--- START ---
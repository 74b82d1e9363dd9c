use anyhow::Result;
use axum::Router;
use clap::Parser;
use kwsearch_server::build_app_from_files;
use std::net::SocketAddr;
use std::path::PathBuf;
use tokio::net::TcpListener;
use tracing_subscriber::{fmt, EnvFilter};

#[derive(Parser)]
struct Args {
    /// File listing the document files to index
    #[arg(long, default_value = "./docs.txt")]
    docs: PathBuf,
    /// File listing the noise words
    #[arg(long, default_value = "./noisewords.txt")]
    noise: PathBuf,
    /// Host to bind
    #[arg(long, default_value = "0.0.0.0")]
    host: String,
    /// Port to bind
    #[arg(long, default_value_t = 8080)]
    port: u16,
}

#[tokio::main]
async fn main() -> Result<()> {
    fmt().with_env_filter(EnvFilter::from_default_env()).init();
    let args = Args::parse();
    let app: Router = build_app_from_files(&args.docs, &args.noise)?;

    let addr: SocketAddr = format!("{}:{}", args.host, args.port).parse()?;
    let listener = TcpListener::bind(addr).await?;
    tracing::info!(%addr, "server listening");
    axum::serve(listener, app).await?;
    Ok(())
}
use crate::error::{IndexError, Result};
use crate::index::{build_index, SearchIndex};
use crate::tokenizer::NoiseWords;
use std::collections::HashMap;
use std::fs;
use std::io;
use std::path::{Path, PathBuf};

/// Supplies the raw whitespace-delimited tokens of a document.
pub trait TokenSource {
    fn tokens(&self, document: &str) -> Result<Vec<String>>;
}

/// Reads documents from disk. Relative document names resolve against `root`.
#[derive(Debug, Clone)]
pub struct FileSource {
    pub root: PathBuf,
}

impl FileSource {
    pub fn new<P: AsRef<Path>>(root: P) -> Self {
        Self { root: root.as_ref().to_path_buf() }
    }

    fn path_of(&self, document: &str) -> PathBuf { self.root.join(document) }
}

impl TokenSource for FileSource {
    fn tokens(&self, document: &str) -> Result<Vec<String>> {
        let path = self.path_of(document);
        let text = fs::read_to_string(&path).map_err(|e| IndexError::source_unavailable("document", &path, e))?;
        Ok(split_words(&text))
    }
}

/// Documents held in memory, keyed by name.
#[derive(Debug, Clone, Default)]
pub struct MemorySource {
    docs: HashMap<String, String>,
}

impl MemorySource {
    pub fn new() -> Self { Self::default() }

    pub fn with(mut self, document: impl Into<String>, text: impl Into<String>) -> Self {
        self.docs.insert(document.into(), text.into());
        self
    }
}

impl TokenSource for MemorySource {
    fn tokens(&self, document: &str) -> Result<Vec<String>> {
        match self.docs.get(document) {
            Some(text) => Ok(split_words(text)),
            None => Err(IndexError::source_unavailable(
                "document",
                document,
                io::Error::new(io::ErrorKind::NotFound, "no such document"),
            )),
        }
    }
}

fn split_words(text: &str) -> Vec<String> {
    text.split_whitespace().map(str::to_string).collect()
}

/// Document names listed in a manifest file, in listed order.
pub fn load_manifest(path: &Path) -> Result<Vec<String>> {
    let text = fs::read_to_string(path).map_err(|e| IndexError::source_unavailable("manifest", path, e))?;
    Ok(split_words(&text))
}

pub fn load_noise_words(path: &Path) -> Result<NoiseWords> {
    let text = fs::read_to_string(path).map_err(|e| IndexError::source_unavailable("noise-word list", path, e))?;
    Ok(text.split_whitespace().collect())
}

/// Builds the index from a manifest of document files and a noise-word file.
pub fn build_from_files(manifest: &Path, noise_file: &Path) -> Result<SearchIndex> {
    let noise_words = load_noise_words(noise_file)?;
    let documents = load_manifest(manifest)?;
    let root = manifest.parent().unwrap_or_else(|| Path::new(""));
    tracing::info!(documents = documents.len(), noise_words = noise_words.len(), root = %root.display(), "building index");
    build_index(&documents, noise_words, &FileSource::new(root))
}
--- END ---
# What is needed
The answer must be one number, the count of lines above that hold the word "await".

# Solved exercise
2